Identify each line in the records below that contains the word "Option", and copy it.

● **Input for this task**:
········

//! Host platform collaborators.
//!
//! This module wraps the memory allocator and file system. The ownership
//! wrappers in the parent modules are the only callers.

pub mod alloc;
pub mod fs;
pub mod ids;

pub use self::alloc::{try_box, try_boxed_slice};
pub use ids::ResourceId;
use serde::{Deserialize, Serialize};

use crate::error::{ProblemError, Result};

/// Model text in CPLEX LP format plus the human-readable variables it uses
#[derive(Debug, Clone, PartialEq, Eq, Serialize, Deserialize)]
pub struct ModelDocument {
    pub text: String,
    pub variables: Vec<String>,
}

impl ModelDocument {
    pub fn new(text: impl Into<String>, variables: Vec<String>) -> Self {
        Self {
            text: text.into(),
            variables,
        }
    }
}

/// Anything that can produce a model document for a problem
pub trait ModelBuilder {
    fn create(&self) -> Result<ModelDocument>;
}

impl ModelBuilder for ModelDocument {
    fn create(&self) -> Result<ModelDocument> {
        Ok(self.clone())
    }
}

#[derive(Debug, Clone, Copy, PartialEq, Eq, Serialize, Deserialize)]
#[serde(rename_all = "lowercase")]
pub enum SolverDirection {
    Maximize,
    Minimize,
}

impl SolverDirection {
    fn keyword(self) -> &'static str {
        match self {
            SolverDirection::Maximize => "Maximize",
            SolverDirection::Minimize => "Minimize",
        }
    }
}

/// Fluent builder for LP documents
///
/// # Example
///
/// ```
/// use rust_symphony::domain::document::LpModelBuilder;
///
/// let document = LpModelBuilder::new()
///     .maximize("totalProtein")
///     .subject_to("4 oats + 22 millet + -totalProtein = 0")
///     .subject_to("2 oats + 5 millet <= 20")
///     .variables(["oats", "millet", "totalProtein"])
///     .build()
///     .unwrap();
///
/// assert!(document.text.starts_with("Maximize\ntotalProtein\nSubject To\n"));
/// ```
#[derive(Debug, Clone, Default)]
pub struct LpModelBuilder {
    direction: Option<SolverDirection>,
    objective: Option<String>,
    constraints: Vec<String>,
    bounds: Vec<String>,
    generals: Vec<String>,
    variables: Vec<String>,
}

impl LpModelBuilder {
    pub fn new() -> Self {
        Self::default()
    }

    pub fn maximize(self, objective: impl Into<String>) -> Self {
        self.objective(SolverDirection::Maximize, objective)
    }

    pub fn minimize(self, objective: impl Into<String>) -> Self {
        self.objective(SolverDirection::Minimize, objective)
    }

    /// Set the objective, replacing any previous one
    pub fn objective(mut self, direction: SolverDirection, objective: impl Into<String>) -> Self {
        self.direction = Some(direction);
        self.objective = Some(objective.into());
        self
    }

    pub fn subject_to(mut self, constraint: impl Into<String>) -> Self {
        self.constraints.push(constraint.into());
        self
    }

    pub fn add_constraints<I, S>(mut self, constraints: I) -> Self
    where
        I: IntoIterator<Item = S>,
        S: Into<String>,
    {
        self.constraints.extend(constraints.into_iter().map(Into::into));
        self
    }

    /// Add a line to the `Bounds` section, e.g. `0 <= oats <= 4`
    pub fn bound(mut self, bound: impl Into<String>) -> Self {
        self.bounds.push(bound.into());
        self
    }

    /// Declare a variable as integer (`General` section)
    pub fn general(mut self, name: impl Into<String>) -> Self {
        self.generals.push(name.into());
        self
    }

    pub fn variable(mut self, name: impl Into<String>) -> Self {
        self.variables.push(name.into());
        self
    }

    pub fn variables<I, S>(mut self, names: I) -> Self
    where
        I: IntoIterator<Item = S>,
        S: Into<String>,
    {
        self.variables.extend(names.into_iter().map(Into::into));
        self
    }

    /// Assemble the LP text
    ///
    /// # Errors
    ///
    /// Returns `InvalidModel` if no objective was set or no variable declared.
    pub fn build(self) -> Result<ModelDocument> {
        let (direction, objective) = match (self.direction, self.objective) {
            (Some(direction), Some(objective)) => (direction, objective),
            _ => {
                return Err(ProblemError::InvalidModel(
                    "an objective must be set".to_string(),
                ))
            }
        };
        if self.variables.is_empty() {
            return Err(ProblemError::InvalidModel(
                "at least one variable is required".to_string(),
            ));
        }

        let mut text = String::new();
        text.push_str(direction.keyword());
        text.push('\n');
        text.push_str(&objective);
        text.push_str("\nSubject To\n");
        for constraint in &self.constraints {
            text.push_str(constraint);
            text.push('\n');
        }
        if !self.bounds.is_empty() {
            text.push_str("Bounds\n");
            for bound in &self.bounds {
                text.push_str(bound);
                text.push('\n');
            }
        }
        if !self.generals.is_empty() {
            text.push_str("General\n");
            text.push_str(&self.generals.join(" "));
            text.push('\n');
        }
        text.push_str("End");

        Ok(ModelDocument {
            text,
            variables: self.variables,
        })
    }
}

impl ModelBuilder for LpModelBuilder {
    fn create(&self) -> Result<ModelDocument> {
        self.clone().build()
    }
}
//! # rust-symphony
//!
//! Solve LP models written with human-readable variable names using the
//! SYMPHONY solver. SYMPHONY truncates long column names, so every name is
//! swapped for a short generated token before the model is written, and the
//! tokens in the solver output are mapped back afterwards.
//!
//! ## Example
//!
//! ```no_run
//! use std::path::Path;
//! use rust_symphony::{LpModelBuilder, Problem};
//!
//! let model = LpModelBuilder::new()
//!     .maximize("totalProtein")
//!     .subject_to("4 wildRice + 3 wildRice2 + -totalProtein = 0")
//!     .subject_to("5 wildRice + 4 wildRice2 <= 20")
//!     .variables(["wildRice", "wildRice2", "totalProtein"]);
//!
//! let mut problem = Problem::new("highProtein");
//! problem.create(&model)?;
//! problem.solve(Path::new("."), Path::new("symphony"), None)?;
//!
//! match problem.solution() {
//!     Some(solution) => println!("{:?}", solution),
//!     None => println!("no solution: {:?}", problem.state()),
//! }
//! # Ok::<(), rust_symphony::ProblemError>(())
//! ```

pub mod config;
pub mod convert;
pub mod domain;
pub mod error;
pub mod models;
pub mod solve;

pub use domain::diagnostics::{Diagnostic, DiagnosticKind, Diagnostics};
pub use domain::document::{LpModelBuilder, ModelBuilder, ModelDocument, SolverDirection};
pub use domain::problem::{FailureReason, Problem, ProblemRunState, SolveState};
pub use domain::registry::{Variable, VariableRegistry};
pub use domain::solution::Solution;
pub use domain::solver::{SolverInvocation, SolverProcess, SolverRun};
pub use domain::solvers::SymphonyCommand;
pub use error::{ProblemError, Result};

········

● **Answer to the problem**:
    direction: Option<SolverDirection>,
    objective: Option<String>,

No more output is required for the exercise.